My Journey Towards Egalitarianism
By Timothy L. Vanderpool
“If a woman starts to preach tonight, I’m going to get up
and leave.” I spoke these words to my friend before leaving for church on a
Wednesday night. The church was an old-school Pentecostal church that was
pastored by my friend’s grandfather — the same church I had received
Christ at just two months earlier. I was told there might be a woman preacher
there and I didn’t believe this was biblical.
I was not raised in a Christian home, but there were
Christians on both sides of my family. While my dad’s side of the family was
mostly Pentecostal, my mom’s family was Southern Baptist. When I was a
little boy I went to a tiny two-room Southern Baptist church with my
grandmother and aunt. Although it has been years since I last attended a
service there, the lessons I’d been taught were etched in my mind. Many of
these lessons were unbiblical such as the notion that the King James is the
only correct version of the Bible; a woman should obey her husband because he
is the authority; and most importantly, a woman is never allowed to preach. I
still find it amazing that after coming to Christ, these lessons were still at
the forefront of my thinking.
That night at church I witnessed for the first time a woman
preaching the Word of God. Despite my proud, defiant proclamations, I failed
to carry through with the triumphant exit I had earlier boasted. Instead I sat
and listened. This is the night that I first questioned the stances I so
ignorantly held.
During the first six months of my salvation I attended every
Bible study I could find. I was inquisitive about the problematic scriptures
of women in ministry and had an interest in issues relating to women. As I
queried different leaders, I would often get quick, unsatisfying answers to
the traditional interpretation of female subordination. Even the best answers
seemed to be void of logical understanding and left me unfulfilled. This led
to an utter burning in my spirit for a grounded understanding of these
scriptures, not just a superficial answer. I also eagerly desired to grasp the
context in which the scriptures were written.

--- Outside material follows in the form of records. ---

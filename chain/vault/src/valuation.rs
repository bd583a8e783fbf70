//! Collateral valuation and health checks
//!
//! All functions are pure and take amounts already reflecting accrued
//! interest. Quantities:
//!
//! - value: `floor(collateral * price / price_precision)`
//! - collateralization ratio: `floor(value * precision / debt)`
//! - health factor: `floor(ratio * precision / liquidation_threshold)`
//! - borrow limit: `floor(value * precision / collateral_ratio)`
//!
//! A health factor below `precision` means the position is liquidatable.
//! Because `floor(floor(x) / n) == floor(x / n)`, that test is exactly
//! `value * precision < liquidation_threshold * debt`.

use crate::config::VaultConfig;
use types::errors::MathError;
use types::numeric::{mul_div_ceil, mul_div_floor, Amount, Price};

/// Health factor and ratio reported for positions without debt
pub const HEALTH_FACTOR_MAX: u128 = u128::MAX;

/// Ratios too large for `u128` are reported as the maximum.
fn saturate(result: Result<u128, MathError>) -> Result<u128, MathError> {
    match result {
        Err(MathError::Overflow) => Ok(u128::MAX),
        other => other,
    }
}

/// USD value of `collateral` at `price`.
pub fn collateral_value(
    collateral: Amount,
    price: Price,
    config: &VaultConfig,
) -> Result<Amount, MathError> {
    collateral.mul_div_floor(price.raw(), config.price_precision)
}

/// Maximum total debt supported by `value` at the collateral ratio.
pub fn borrow_limit(value: Amount, config: &VaultConfig) -> Result<Amount, MathError> {
    value.mul_div_floor(config.precision, config.collateral_ratio)
}

pub fn collateralization_ratio(
    value: Amount,
    debt: Amount,
    config: &VaultConfig,
) -> Result<u128, MathError> {
    if debt.is_zero() {
        return Ok(HEALTH_FACTOR_MAX);
    }
    saturate(mul_div_floor(value.raw(), config.precision, debt.raw()))
}

pub fn health_factor(
    value: Amount,
    debt: Amount,
    config: &VaultConfig,
) -> Result<u128, MathError> {
    if debt.is_zero() {
        return Ok(HEALTH_FACTOR_MAX);
    }
    let ratio = collateralization_ratio(value, debt, config)?;
    saturate(mul_div_floor(
        ratio,
        config.precision,
        config.liquidation_threshold,
    ))
}

pub fn is_liquidatable(health_factor: u128, config: &VaultConfig) -> bool {
    health_factor < config.precision
}

/// Additional debt that can be drawn against `value`.
pub fn max_borrow(
    value: Amount,
    total_debt: Amount,
    config: &VaultConfig,
) -> Result<Amount, MathError> {
    Ok(borrow_limit(value, config)?.saturating_sub(total_debt))
}

/// Smallest collateral whose borrow limit still covers `debt`.
pub fn min_collateral_for_debt(
    debt: Amount,
    price: Price,
    config: &VaultConfig,
) -> Result<Amount, MathError> {
    if debt.is_zero() {
        return Ok(Amount::ZERO);
    }
    let required_value = debt.mul_div_ceil(config.collateral_ratio, config.precision)?;
    mul_div_ceil(required_value.raw(), config.price_precision, price.raw()).map(Amount::new)
}

/// Collateral that can leave the position without breaching the collateral
/// ratio. Withdrawing one unit more fails the ratio check.
pub fn max_withdraw(
    collateral: Amount,
    total_debt: Amount,
    price: Price,
    config: &VaultConfig,
) -> Result<Amount, MathError> {
    if total_debt.is_zero() {
        return Ok(collateral);
    }
    let floor = min_collateral_for_debt(total_debt, price, config)?;
    Ok(collateral.saturating_sub(floor))
}
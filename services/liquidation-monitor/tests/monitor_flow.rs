//! Monitor + vault integration
//!
//! Drives a shared vault through a price shock and lets the monitor find
//! and liquidate the unhealthy positions.

use liquidation_monitor::engine::{LiquidationMonitor, MonitorConfig};
use liquidation_monitor::handle::{Clock, ManualClock, VaultHandle};
use liquidation_monitor::events::RiskEventType;
use proptest::prelude::*;
use std::sync::Arc;
use types::ids::{AccountId, AssetId};
use types::numeric::{Amount, Price};
use vault::config::VaultConfig;
use vault::oracle::StaticPriceOracle;
use vault::reporter::RecordingAggregator;
use vault::vault::Vault;

const T0: u64 = 1_700_000_000;

fn weth() -> AssetId {
    AssetId::new("WETH")
}

fn init_tracing() {
    let _ = tracing_subscriber::fmt()
        .with_max_level(tracing::Level::INFO)
        .with_test_writer()
        .try_init();
}

fn setup_handle(price: Price) -> (VaultHandle, Arc<StaticPriceOracle>) {
    init_tracing();
    let oracle = Arc::new(StaticPriceOracle::with_price(weth(), price));
    let mut vault = Vault::new(
        VaultConfig::default(),
        AccountId::new(),
        oracle.clone(),
        Arc::new(RecordingAggregator::new()),
    )
    .unwrap();
    vault.fund_reserve(Amount::new(1_000_000_000)).unwrap();
    (VaultHandle::new(vault), oracle)
}

#[test]
fn test_price_shock_then_sweep() {
    let (handle, oracle) = setup_handle(Price::new(200_000_000));
    let clock = ManualClock::new(T0);

    // Ten borrowers at increasing leverage
    let borrowers: Vec<AccountId> = (0..10u128)
        .map(|i| {
            let user = AccountId::new();
            handle
                .write(|vault| {
                    vault.deposit(user, Amount::new(10_000), clock.now())?;
                    // limit at $2 is 13_333
                    vault.borrow(user, Amount::new(8_000 + i * 500), clock.now())
                })
                .unwrap()
                .unwrap();
            user
        })
        .collect();

    oracle.set_price(weth(), Price::new(140_000_000));
    clock.advance(3_600);

    let monitor = LiquidationMonitor::with_config(MonitorConfig::default());
    let report = handle
        .read(|vault| monitor.scan(vault, clock.now()))
        .unwrap()
        .unwrap();
    assert_eq!(report.positions_scanned, borrowers.len());
    assert!(!report.candidates.is_empty());
    for pair in report.candidates.windows(2) {
        assert!(pair[0].health_factor <= pair[1].health_factor);
    }

    let keeper = AccountId::new();
    let summary = handle
        .write(|vault| monitor.liquidate_candidates(vault, keeper, &report.candidates, clock.now()))
        .unwrap();
    assert_eq!(summary.executed, report.candidates.len());
    assert_eq!(summary.failed, 0);

    // Ledger totals still match the per-position sums
    let snapshot = handle.snapshot().unwrap();
    let collateral: u128 = snapshot.positions.iter().map(|(_, p)| p.collateral.raw()).sum();
    let debt: u128 = snapshot.positions.iter().map(|(_, p)| p.debt.raw()).sum();
    assert_eq!(snapshot.totals.total_collateral.raw(), collateral);
    assert_eq!(snapshot.totals.total_debt.raw(), debt);

    // Fully repaid candidates drop out of the next scan
    let rescan = handle
        .read(|vault| monitor.scan(vault, clock.now()))
        .unwrap()
        .unwrap();
    assert!(rescan.candidates.len() < report.candidates.len());
}

proptest! {
    /// A candidate is reported exactly when the vault says the position is
    /// liquidatable.
    #[test]
    fn prop_candidates_match_vault_verdict(
        debt in 1u128..=13_333u128,
        price in 10_000_000u128..=400_000_000u128,
    ) {
        let (handle, oracle) = setup_handle(Price::new(200_000_000));
        let user = AccountId::new();
        handle
            .write(|vault| {
                vault.deposit(user, Amount::new(10_000), T0)?;
                vault.borrow(user, Amount::new(debt), T0)
            })
            .unwrap()
            .unwrap();
        oracle.set_price(weth(), Price::new(price));

        let monitor = LiquidationMonitor::new();
        let report = handle.read(|vault| monitor.scan(vault, T0)).unwrap().unwrap();
        let liquidatable = handle.read(|vault| vault.is_liquidatable(&user, T0)).unwrap().unwrap();
        prop_assert_eq!(report.candidates.len() == 1, liquidatable);

        let level_is_candidate = report
            .events
            .iter()
            .any(|e| matches!(e.event_type, RiskEventType::LiquidationCandidate { .. }));
        prop_assert_eq!(level_is_candidate, liquidatable);
    }
}
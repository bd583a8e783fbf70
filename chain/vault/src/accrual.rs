//! Simple interest accrual
//!
//! `interest = floor(debt * rate * elapsed / (seconds_per_year * precision))`
//!
//! Accruing folds the interest into the principal and moves `last_update`
//! to `now`, so repeated accruals compound slightly relative to a single
//! accrual over the same span.

use crate::config::VaultConfig;
use crate::errors::VaultError;
use types::errors::MathError;
use types::numeric::Amount;
use types::position::Position;

/// Interest owed on `position` since its last update, without applying it.
pub fn pending_interest(
    position: &Position,
    config: &VaultConfig,
    now: u64,
) -> Result<Amount, VaultError> {
    if now < position.last_update {
        return Err(VaultError::ClockSkew {
            now,
            last_update: position.last_update,
        });
    }
    let elapsed = now - position.last_update;
    if elapsed == 0 || position.debt.is_zero() || config.interest_rate == 0 {
        return Ok(Amount::ZERO);
    }

    let rate_time = config
        .interest_rate
        .checked_mul(elapsed as u128)
        .ok_or(MathError::Overflow)?;
    let denom = (config.seconds_per_year as u128)
        .checked_mul(config.precision)
        .ok_or(MathError::Overflow)?;
    Ok(position.debt.mul_div_floor(rate_time, denom)?)
}

/// Return `position` with pending interest folded into its debt and
/// `last_update` set to `now`, along with the interest amount.
pub fn accrue(
    position: &Position,
    config: &VaultConfig,
    now: u64,
) -> Result<(Position, Amount), VaultError> {
    let interest = pending_interest(position, config, now)?;
    let mut next = *position;
    next.debt = next.debt.checked_add(interest)?;
    next.last_update = now;
    Ok((next, interest))
}

#[cfg(test)]
mod tests {
    use super::*;

    const YEAR: u64 = 31_536_000;

    fn debt_position(debt: u128, last_update: u64) -> Position {
        Position::new(Amount::new(1), Amount::new(debt), last_update)
    }

    #[test]
    fn test_one_year_at_three_percent() {
        let config = VaultConfig::default();
        let position = debt_position(1_000, 0);
        let interest = pending_interest(&position, &config, YEAR).unwrap();
        assert_eq!(interest, Amount::new(30));
    }

    #[test]
    fn test_half_year_floors() {
        let config = VaultConfig::default();
        // 100 * 3 * 0.5 / 100 = 1.5 -> 1
        let position = debt_position(100, 0);
        let interest = pending_interest(&position, &config, YEAR / 2).unwrap();
        assert_eq!(interest, Amount::new(1));
    }

    #[test]
    fn test_zero_elapsed_or_zero_debt() {
        let config = VaultConfig::default();
        assert_eq!(
            pending_interest(&debt_position(1_000, 50), &config, 50),
            Ok(Amount::ZERO)
        );
        assert_eq!(
            pending_interest(&debt_position(0, 0), &config, YEAR),
            Ok(Amount::ZERO)
        );
    }

    #[test]
    fn test_clock_skew() {
        let config = VaultConfig::default();
        let err = pending_interest(&debt_position(1_000, 100), &config, 99).unwrap_err();
        assert_eq!(
            err,
            VaultError::ClockSkew {
                now: 99,
                last_update: 100
            }
        );
    }

    #[test]
    fn test_accrue_folds_interest() {
        let config = VaultConfig::default();
        let (next, interest) = accrue(&debt_position(1_000, 0), &config, YEAR).unwrap();
        assert_eq!(interest, Amount::new(30));
        assert_eq!(next.debt, Amount::new(1_030));
        assert_eq!(next.last_update, YEAR);
        assert_eq!(next.collateral, Amount::new(1));
    }

    #[test]
    fn test_accrue_moves_timestamp_without_debt() {
        let config = VaultConfig::default();
        let (next, interest) = accrue(&debt_position(0, 10), &config, 20).unwrap();
        assert!(interest.is_zero());
        assert_eq!(next.last_update, 20);
    }

    #[test]
    fn test_large_debt_does_not_overflow() {
        let config = VaultConfig::default();
        // 1e30 base units of debt over ten years
        let position = debt_position(1_000_000_000_000_000_000_000_000_000_000, 0);
        let interest = pending_interest(&position, &config, YEAR * 10).unwrap();
        assert_eq!(interest, Amount::new(300_000_000_000_000_000_000_000_000_000));
    }
}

I embarked on a spiritual journey that proved to be more
painful and rewarding than I would ever have anticipated. Through much prayer
and breaking in my Strong’s Concordance, I began to dig into the problematic
texts from Genesis 3:16 to 1 Timothy 2:11-15. I felt would be doing my
testimony an injustice if I failed to mention a vexation of my spirit that
spurred me on toward the truth. My stomach often turned and cramped because I
was haunted by the great depths of Scripture to unearth and the truth I was to
discover.
After 18 months of painstaking study that took me through
concordances, commentaries, articles, discussions and meditations, I reached
some conclusions. By the grace of our Lord I realized that women were not a
subordinate afterthought of God’s. The opposite is true. I found that women
were equally created in the image of God. They are held in God’s sight as
equal and capable of any and every task or office that men are able to
perform. I realized that a man was not the “king” of his house. Rather,
husband and wife are to mutually submit to one another, creating a beautiful
harmony within their marriage.
Shortly after all of this, my wife and I attended the
Cornerstone Festival — an outdoor Christian rock festival held in Bushnell,
Ill. — and were introduced to Christians for Biblical Equality. Over the
past four years I’ve benefited greatly from their work. Any loose threads in
my search were stitched together by their writings. Their efforts toward
equality continuously inspire me.
My journey toward egalitarianism has been extremely painful
and rewarding. My efforts towards equality have only begun. I am grateful for
the correction God has brought into my life and with the same attitude of
gratefulness I declare to others the freeing message of equality. I pray those
who read this testimony will be encouraged in Christ.